== THE RECORDS ==
________________________
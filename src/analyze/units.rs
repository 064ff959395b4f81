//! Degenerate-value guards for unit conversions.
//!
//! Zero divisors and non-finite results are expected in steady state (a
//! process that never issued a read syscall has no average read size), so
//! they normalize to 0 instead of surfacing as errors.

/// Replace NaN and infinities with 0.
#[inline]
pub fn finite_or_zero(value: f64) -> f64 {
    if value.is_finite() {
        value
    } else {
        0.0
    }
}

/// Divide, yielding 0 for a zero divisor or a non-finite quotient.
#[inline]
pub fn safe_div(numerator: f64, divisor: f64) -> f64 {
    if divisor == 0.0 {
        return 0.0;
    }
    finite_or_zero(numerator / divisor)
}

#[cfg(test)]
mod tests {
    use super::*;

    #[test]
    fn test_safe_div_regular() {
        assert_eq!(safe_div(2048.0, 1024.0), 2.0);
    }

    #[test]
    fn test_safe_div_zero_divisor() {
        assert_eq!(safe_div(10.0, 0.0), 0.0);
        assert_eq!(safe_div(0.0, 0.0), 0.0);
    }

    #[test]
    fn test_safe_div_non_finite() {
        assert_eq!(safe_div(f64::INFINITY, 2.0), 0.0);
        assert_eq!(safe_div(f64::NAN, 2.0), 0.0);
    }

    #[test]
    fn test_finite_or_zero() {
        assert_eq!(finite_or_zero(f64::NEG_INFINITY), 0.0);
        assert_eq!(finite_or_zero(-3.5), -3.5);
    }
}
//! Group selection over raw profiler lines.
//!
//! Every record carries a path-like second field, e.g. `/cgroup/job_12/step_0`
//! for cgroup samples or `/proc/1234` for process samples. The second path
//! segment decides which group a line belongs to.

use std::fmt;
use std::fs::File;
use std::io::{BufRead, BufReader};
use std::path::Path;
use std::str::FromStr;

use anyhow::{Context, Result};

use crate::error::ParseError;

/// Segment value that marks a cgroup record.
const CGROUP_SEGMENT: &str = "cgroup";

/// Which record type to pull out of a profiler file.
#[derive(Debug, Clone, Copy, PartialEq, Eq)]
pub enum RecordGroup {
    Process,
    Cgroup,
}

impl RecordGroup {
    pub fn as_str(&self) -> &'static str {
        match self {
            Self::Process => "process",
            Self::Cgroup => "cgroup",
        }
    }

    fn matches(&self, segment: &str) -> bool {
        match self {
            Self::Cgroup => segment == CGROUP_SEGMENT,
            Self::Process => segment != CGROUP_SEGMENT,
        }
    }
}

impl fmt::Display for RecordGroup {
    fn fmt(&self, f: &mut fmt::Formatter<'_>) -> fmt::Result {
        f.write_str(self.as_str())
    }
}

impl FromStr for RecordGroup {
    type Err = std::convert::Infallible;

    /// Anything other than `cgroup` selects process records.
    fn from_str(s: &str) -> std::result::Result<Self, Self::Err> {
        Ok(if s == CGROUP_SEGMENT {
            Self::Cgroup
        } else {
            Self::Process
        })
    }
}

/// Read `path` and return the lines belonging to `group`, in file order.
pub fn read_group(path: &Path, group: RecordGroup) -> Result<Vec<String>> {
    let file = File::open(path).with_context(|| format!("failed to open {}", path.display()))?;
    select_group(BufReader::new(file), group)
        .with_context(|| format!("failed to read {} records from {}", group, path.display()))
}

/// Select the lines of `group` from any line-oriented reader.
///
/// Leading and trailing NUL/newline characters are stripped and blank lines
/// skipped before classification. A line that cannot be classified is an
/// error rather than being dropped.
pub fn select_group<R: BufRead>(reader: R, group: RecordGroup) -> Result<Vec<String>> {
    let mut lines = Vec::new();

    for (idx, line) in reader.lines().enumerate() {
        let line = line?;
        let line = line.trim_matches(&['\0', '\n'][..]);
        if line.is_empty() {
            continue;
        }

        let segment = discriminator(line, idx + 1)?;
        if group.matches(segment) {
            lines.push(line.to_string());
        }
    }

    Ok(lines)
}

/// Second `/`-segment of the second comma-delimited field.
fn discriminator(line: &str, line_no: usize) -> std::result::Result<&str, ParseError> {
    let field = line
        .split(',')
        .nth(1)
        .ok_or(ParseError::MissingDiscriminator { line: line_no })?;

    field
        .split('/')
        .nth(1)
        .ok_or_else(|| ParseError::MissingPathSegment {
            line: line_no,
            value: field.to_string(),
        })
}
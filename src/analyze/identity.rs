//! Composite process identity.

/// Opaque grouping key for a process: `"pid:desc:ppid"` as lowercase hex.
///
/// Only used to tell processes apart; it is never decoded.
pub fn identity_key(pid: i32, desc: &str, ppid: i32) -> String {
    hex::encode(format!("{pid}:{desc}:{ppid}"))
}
________________________
== WORK REQUEST ==
Everything from the line containing "Composite process identity." to the end of the data above should be quoted exactly, please, both ends included, and nothing outside that span.

== TASK RESPONSE ==
//! Composite process identity.

/// Opaque grouping key for a process: `"pid:desc:ppid"` as lowercase hex.
///
/// Only used to tell processes apart; it is never decoded.
pub fn identity_key(pid: i32, desc: &str, ppid: i32) -> String {
    hex::encode(format!("{pid}:{desc}:{ppid}"))
}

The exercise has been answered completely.